### Probabilistic model
Naive Bayes models the conditional probability of classes $C_k$, given an instance represented by a feature vector $x=(x_1, \dots, x_n)$, as 
\begin{align}
p(C_k \mid x) = \frac{p(x \mid C_k) p(C_k)}{p(x)}.
\end{align}
The most important feature of the Naive Bayes model is that it assumes that all features are mutually independent conditional on the category $C_k$, e.g., 
\begin{align}
p(x_i \mid x_1, \dots, x_{i-1}, x_{i+1}, \dots, x_n, C_k) = p(x_i \mid C_k).
\end{align}

### Naive Bayes classifier
The Naive Bayes classifier is based on the MAP (maximum a posteriori) estimate of the conditional probability $p(C_k, x)$, i.e., given a feature vector $x$, we predict it being of the class
\begin{align}
\hat{y} = \text{argmax}_{k \in [K]} p(C_k) \prod_{i=1}^n p(x_i \mid C_k),
\end{align}
or equivalently (for computational reasons)
\begin{align}
\hat{y} = \text{argmax}_{k \in [K]} \left[ \log \left( p(C_k) \right) + \sum_{i=1}^n \log \left( p(x_i \mid C_k \right) \right].
\end{align}
For simplicity we assume here that $p(C_k) = c_k$ is constant. 

#### Modeling  the conditional probabilities
One can choose any model for the conditional probabilities $p(x_i \mid C_k)$, e.g., Gaussian, Bernoulli, Multinomial, etc.

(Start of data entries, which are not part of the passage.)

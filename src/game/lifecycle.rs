use std::rc::Rc;

use log::{error, trace};
use uuid::Uuid;

use crate::model::{BadgeId, GameId, GameResult, Session, SessionDraft, Tier, TimerState};
use crate::store::ProgressStore;

use super::badge_engine::BadgeEngine;
use super::clock::{Clock, SystemClock};

#[derive(Debug, Clone, Copy, PartialEq, Eq)]
pub enum LifecycleState {
    Idle,
    Playing,
    Paused,
    Finished,
}

/// What `finish` hands back to the game screen: the session as stored plus
/// any badges it newly earned, for celebratory UI.
#[derive(Debug, Clone, PartialEq)]
pub struct FinishedSession {
    pub session: Session,
    pub earned_badges: Vec<BadgeId>,
}

/// Per-game-instance state machine: Idle → Playing ⇄ Paused → Finished.
/// Owns only the ephemeral in-progress state; nothing becomes durable until
/// `finish`. Invalid transitions are silent no-ops since UI races such as a
/// double-click are expected and harmless.
///
/// Recorded durations exclude paused intervals (see the timer state).
pub struct GameLifecycle {
    game_id: GameId,
    state: LifecycleState,
    score: i64,
    tier: Option<Tier>,
    timer: Option<TimerState>,
    playthrough_id: Uuid,
    store: Rc<ProgressStore>,
    badge_engine: BadgeEngine,
    clock: Box<dyn Clock>,
}

impl GameLifecycle {
    pub fn new(game_id: GameId, store: Rc<ProgressStore>) -> Self {
        Self::with_clock(game_id, store, Box::new(SystemClock))
    }

    pub fn with_clock(game_id: GameId, store: Rc<ProgressStore>, clock: Box<dyn Clock>) -> Self {
        let badge_engine = BadgeEngine::new(Rc::clone(&store));
        Self {
            game_id,
            state: LifecycleState::Idle,
            score: 0,
            tier: None,
            timer: None,
            playthrough_id: Uuid::new_v4(),
            store,
            badge_engine,
            clock,
        }
    }

    /// Begins a playthrough. Valid from Idle or Finished; zeroes the running
    /// score, stamps the start time, and keeps the selected tier for tiered
    /// games.
    pub fn start(&mut self, tier: Option<Tier>) {
        match self.state {
            LifecycleState::Idle | LifecycleState::Finished => {
                self.state = LifecycleState::Playing;
                self.score = 0;
                self.tier = tier;
                self.timer = Some(TimerState::started_at(self.clock.now()));
                self.playthrough_id = Uuid::new_v4();
                trace!(
                    target: "lifecycle",
                    "{}: started playthrough {}",
                    self.game_id,
                    self.playthrough_id
                );
            }
            _ => {
                trace!(target: "lifecycle", "{}: start ignored in {:?}", self.game_id, self.state);
            }
        }
    }

    pub fn pause(&mut self) {
        if self.state == LifecycleState::Playing {
            self.state = LifecycleState::Paused;
            let now = self.clock.now();
            self.timer = self.timer.take().map(|t| t.paused(now));
        }
    }

    pub fn resume(&mut self) {
        if self.state == LifecycleState::Paused {
            self.state = LifecycleState::Playing;
            let now = self.clock.now();
            self.timer = self.timer.take().map(|t| t.resumed(now));
        }
    }

    /// Ends the playthrough: computes the elapsed duration, persists the
    /// session (which also bumps the eager stat counters), applies the
    /// session's record update, and runs the badge rules. Valid from Playing
    /// or Paused; returns `None` otherwise, or when the result payload is
    /// for a different game than this controller.
    pub fn finish(&mut self, result: GameResult) -> Option<FinishedSession> {
        match self.state {
            LifecycleState::Playing | LifecycleState::Paused => (),
            _ => {
                trace!(target: "lifecycle", "{}: finish ignored in {:?}", self.game_id, self.state);
                return None;
            }
        }
        if result.game_id() != self.game_id {
            error!(
                target: "lifecycle",
                "{}: dropped finish carrying a {} result",
                self.game_id,
                result.game_id()
            );
            return None;
        }

        let now = self.clock.now();
        let ended = self
            .timer
            .take()
            .unwrap_or_else(|| TimerState::started_at(now))
            .ended(now);
        self.state = LifecycleState::Finished;

        let record_update = result.record_update();
        let session = self.store.add_session(SessionDraft {
            duration_secs: ended.elapsed(now).as_secs() as u32,
            score: self.score,
            result,
        });
        self.store.update_record(&record_update);
        let earned_badges = self.badge_engine.evaluate(&session);

        trace!(
            target: "lifecycle",
            "{}: playthrough {} finished as session {}",
            self.game_id,
            self.playthrough_id,
            session.id
        );
        Some(FinishedSession {
            session,
            earned_badges,
        })
    }

    /// Back to Idle, discarding transient state. Any session already written
    /// by `finish` stays.
    pub fn reset(&mut self) {
        self.state = LifecycleState::Idle;
        self.score = 0;
        self.tier = None;
        self.timer = None;
    }

    pub fn set_score(&mut self, score: i64) {
        self.score = score;
    }

    pub fn add_score(&mut self, amount: i64) {
        self.score += amount;
    }

    pub fn score(&self) -> i64 {
        self.score
    }

    pub fn game_id(&self) -> GameId {
        self.game_id
    }

    pub fn tier(&self) -> Option<Tier> {
        self.tier
    }

    pub fn state(&self) -> LifecycleState {
        self.state
    }

    pub fn playthrough_id(&self) -> Uuid {
        self.playthrough_id
    }

    pub fn is_playing(&self) -> bool {
        self.state == LifecycleState::Playing
    }

    pub fn is_paused(&self) -> bool {
        self.state == LifecycleState::Paused
    }

    pub fn is_finished(&self) -> bool {
        self.state == LifecycleState::Finished
    }
}
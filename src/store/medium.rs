use std::cell::RefCell;
use std::fs;
use std::path::PathBuf;

use log::{debug, error};

use crate::model::Document;

/// Durable medium behind the progress store. `load` returning `None` means
/// the document is absent or unreadable; the store substitutes defaults.
pub trait StorageMedium {
    fn load(&self) -> Option<Document>;
    fn save(&self, document: &Document) -> bool;
}

/// JSON file in the platform user-data directory. The serialized document is
/// the engine's only durable wire format and must stay backward-readable.
pub struct JsonFileMedium {
    path: PathBuf,
}

impl JsonFileMedium {
    pub fn new(path: PathBuf) -> Self {
        Self { path }
    }

    pub fn in_user_data_dir() -> Self {
        let base = dirs::data_dir().unwrap_or_else(|| PathBuf::from("."));
        Self::new(base.join("mindgym").join("progress.json"))
    }

    pub fn path(&self) -> &PathBuf {
        &self.path
    }
}

impl StorageMedium for JsonFileMedium {
    fn load(&self) -> Option<Document> {
        let contents = match fs::read_to_string(&self.path) {
            Ok(contents) => contents,
            Err(_) => {
                debug!(target: "store", "No document at {:?}, using defaults", self.path);
                return None;
            }
        };

        match serde_json::from_str(&contents) {
            Ok(document) => Some(document),
            Err(e) => {
                error!(target: "store", "Corrupt document at {:?}: {}", self.path, e);
                None
            }
        }
    }

    fn save(&self, document: &Document) -> bool {
        let result = (|| -> std::io::Result<()> {
            if let Some(dir) = self.path.parent() {
                fs::create_dir_all(dir)?;
            }
            let contents = serde_json::to_string(document)?;
            fs::write(&self.path, contents)
        })();

        match result {
            Ok(()) => true,
            Err(e) => {
                error!(target: "store", "Failed to save document to {:?}: {}", self.path, e);
                false
            }
        }
    }
}

/// In-memory medium. The engine is single-threaded, so a `RefCell` slot is
/// all the interior mutability required.
#[derive(Default)]
pub struct MemoryMedium {
    slot: RefCell<Option<Document>>,
}

impl MemoryMedium {
    pub fn new() -> Self {
        Self::default()
    }
}

impl StorageMedium for MemoryMedium {
    fn load(&self) -> Option<Document> {
        self.slot.borrow().clone()
    }

    fn save(&self, document: &Document) -> bool {
        *self.slot.borrow_mut() = Some(document.clone());
        true
    }
}

#[cfg(test)]
mod tests {
    use serial_test::serial;

    use super::*;

    #[test]
    #[serial]
    fn test_file_medium_round_trips_document() {
        let dir = tempfile::tempdir().unwrap();
        let medium = JsonFileMedium::new(dir.path().join("progress.json"));

        assert!(medium.load().is_none());

        let mut document = Document::default();
        document.stats.total_games_played = 3;
        assert!(medium.save(&document));

        let loaded = medium.load().unwrap();
        assert_eq!(loaded.stats.total_games_played, 3);
    }

    #[test]
    #[serial]
    fn test_file_medium_treats_garbage_as_absent() {
        let dir = tempfile::tempdir().unwrap();
        let path = dir.path().join("progress.json");
        fs::write(&path, "{not json").unwrap();

        let medium = JsonFileMedium::new(path);
        assert!(medium.load().is_none());
    }

    #[test]
    fn test_memory_medium_round_trips_document() {
        let medium = MemoryMedium::new();
        assert!(medium.load().is_none());

        let document = Document::default();
        assert!(medium.save(&document));
        assert_eq!(medium.load().unwrap().stats, document.stats);
    }
}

Note that the Naive Bayes classifier can easily handle mixtures of categorical and real-valued features.

In [144]:
import numpy as np
import matplotlib.pyplot as plt
%matplotlib inline

In [156]:
class NaiveBayes:
    def __init__(self, class_prior, features, n_classes):
        self.class_prior = class_prior
        self.features = features
        self.n_classes = n_classes
        
        self._init_weights()
        
    def _init_weights(self):
        self.weights = []
        
        for i, feature in enumerate(self.features):
            if feature == 'gaussian':
                self.weights.append((self._random_normal(), self._random_normal()))
            
            elif feature == 'bernoulli':
                self.weights.append((self._random_uniform()))
     
    def _random_normal(self, loc_in=0.0, scale_in=1.0, size_in=None):
        if size_in is None:
            size_in = self.n_classes
        
        return np.random.normal(loc=loc_in, scale=scale_in, size=size_in)
    
    def _random_uniform(self, low_in=0.0, high_in=1.0, size_in=None):
        if size_in is None:
            size_in = self.n_classes
        
        return np.random.uniform(low=low_in, high=high_in, size=size_in)
        
    def _conditional_log_probability(self, feature, class_index, feature_index):
        if self.features[feature_index] == 'gaussian':
            return - (1/2)*np.log(2*np.pi*self.weights[feature_index][1][class_index]**2) \
                   - (feature-self.weights[feature_index][0][class_index])**2 \
                   / (2*self.weights[feature_index][1][class_index]**2)
        
        elif self.features[feature_index] == 'bernoulli':
            if feature == 0:
                return np.log(1-self.weights[feature_index][class_index])
            else:
                return np.log(self.weights[feature_index][class_index])
    
    def log_likelihood(self, X, Y):
        log_likelihood = 0.0
        
        for x, y in zip(X, Y):
            sum_of_logs = 0.0
            for j, _ in enumerate(self.features):
                sum_of_logs += np.log(self.class_prior[y]) + self._conditional_log_probability(x[j], y, j)
                
            log_likelihood += sum_of_logs
            
        return log_likelihood
    
    ### assumes all features are gaussian
    def gaussian_maximum_likelihood_fit(self, X, Y):
        means = np.zeros((len(self.features), self.n_classes))
        counts = np.zeros((self.n_classes,))
        
        for x, y in zip(X, Y):
            for j, _ in enumerate(self.features):
                means[j, y] += x[j]
            counts[y] += 1
                
        print(counts)
        for i in range(self.n_classes):
             means[:, i] /= counts[i]
                
        variances = np.zeros((len(self.features), self.n_classes))
        
        for x, y in zip(X, Y):
            for j, _ in enumerate(self.features):
                variances[j, y] += (x[i] - means[i, y])**2 / counts[y]
                
        for i in range(self.n_classes):
            for j, _ in enumerate(self.features):
                self.weights[j][0][i] = means[j, i]
                self.weights[j][1][i] = np.sqrt(variances[j, i])
                
    def predictions(self, X):
        predictions = []
        
        for x in X:
            
            class_predictions = []
            for i in range(self.n_classes):
                
                class_predictions.append(self.log_likelihood([x], [i]))
                
            predictions.append(class_predictions)
            
        return predictions

In [157]:
from sklearn.datasets import load_iris
from sklearn.utils import shuffle

X, Y = load_iris(return_X_y=True)
X, Y = shuffle(X, Y)

naive_bayes_iris = NaiveBayes([1/3.]*3, ['gaussian']*4, 3)

print('Log-likelihood:', naive_bayes_iris.log_likelihood(X, Y))

naive_bayes_iris.gaussian_maximum_likelihood_fit(X, Y)

print('Log-likelihood:', naive_bayes_iris.log_likelihood(X, Y))

Log-likelihood: -269720.4033337989
[50. 50. 50.]
Log-likelihood: -984.3869954533072


In [166]:
predictions = naive_bayes_iris.predictions(X[:])

In [170]:
np.sum(Y==np.argmax(np.array([predictions]), axis=2)) / 150

0.9266666666666666